Rivalités de basse-cour
« Allez, me laisse pas dans le potage ! » implorait Uriel, les mains sur la poitrine dans un geste typique de supplication. « Les idiots de Saint Plomb ne manqueront pas de venir, et on ne peut pas les laisser se la péter ! Le club ne s'en relèverait plus, tu vois un peu la cata ? »

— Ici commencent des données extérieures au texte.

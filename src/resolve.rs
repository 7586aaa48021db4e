//! Effective texture settings for one validated name.
//!
//! Resolution merges three independent lookups over the suffixes:
//!
//! 1. **Base record**: the first suffix with a `texture_config` entry, else the
//!    all-defaults record.
//! 2. **Address pair**: the first suffix in the 2D table, else the first in the
//!    3D table (W dropped), else `(WRAP, WRAP)`. The pair always replaces U/V.
//! 3. **Sub-UV size**: when enabled and any token of the whole name matches the
//!    trigger pattern, `subuv_max_in_game` replaces the max size.
//!
//! Every step copies; stored table entries are never modified.

use crate::config::{AddressPair, Config, TextureConfigParams};
use crate::naming::SuffixedName;
use crate::types::AddressMode;
use std::collections::BTreeMap;

/// Base record for the suffixes: the first one with an override entry wins.
pub fn base_params<S: AsRef<str>>(
    suffixes: &[S],
    overrides: &BTreeMap<String, TextureConfigParams>,
) -> TextureConfigParams {
    suffixes
        .iter()
        .find_map(|s| overrides.get(s.as_ref()))
        .cloned()
        .unwrap_or_default()
}

/// Address pair for the suffixes. 2D entries take priority over 3D entries
/// regardless of suffix position.
pub fn address_pair<S: AsRef<str>>(suffixes: &[S], config: &Config) -> AddressPair {
    let table = &config.address_suffix;
    suffixes
        .iter()
        .find_map(|s| table.uv.get(s.as_ref()).copied())
        .or_else(|| {
            suffixes
                .iter()
                .find_map(|s| table.uvw.get(s.as_ref()).map(|&(u, v, _)| (u, v)))
        })
        .unwrap_or((AddressMode::Wrap, AddressMode::Wrap))
}

/// Resolve the effective settings for an extracted name.
pub fn resolve(
    name: &SuffixedName,
    overrides: &BTreeMap<String, TextureConfigParams>,
    config: &Config,
) -> TextureConfigParams {
    let base = base_params(&name.suffixes, overrides);
    let (u, v) = address_pair(&name.suffixes, config);
    let params = base.with_address_uv(u, v);

    if config.subuv_triggered(&name.tokens) {
        params.with_max_in_game(config.subuv_max_in_game)
    } else {
        params
    }
}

« Juste pour être sûr » glissa son interlocuteur du ton absolument pas enthousiaste de qui se retrouve chargé de descendre une poubelle remplie de produits hygiéniques et poissons rouges défunts, « tu veux que je vienne pour passer une soirée à discuter sports de plein air ou pour faire la nique au club rival ? »
Les ailes émeraudes de l'ange Noir virent leur duvet se hérisser très légèrement.
« Euh ben... »
« C'est bon » grinça Virgile, « je serais là. »
A croire que ces paroles avaient un effet d'interrupteur, Uriel s'éclaira véritablement de l'intérieur.
« Merci, vieux ! Ils vont pas s'en relever, les mecs ! »
Occupé à griffonner son rapport de stage, Zacharie avait laissé traîner une oreille distraite du côté de la conversation – on ne savait jamais ce qu'on pouvait dénicher rien qu'en espionnant au trou de la serrure.
Mais là, tout ce qu'il avait appris, c'était que le club sportif Saint Plomb méritait mille morts, toutes plus méritées les unes que les autres. Pourquoi ? Et bien, pourquoi pas ?
Ce genre de rivalités mesquines, ça flairait quand même un tantinet le ridicule aux yeux du Séraphin. Bon, il n'allait pas cracher sur les mérites de la compétition – laquelle poussait à se dépasser et s'améliorer – mais quand ça dégénérait en noms d'oiseaux et crêpage de chignon dans les lieux publics, alors là stop. Il existait un petit quelque chose qui s'appelait la dignité, tout de même !
Hélas, ses congénères prouvaient une fois de plus que c'étaient les Séraphins qui héritaient des cerveaux.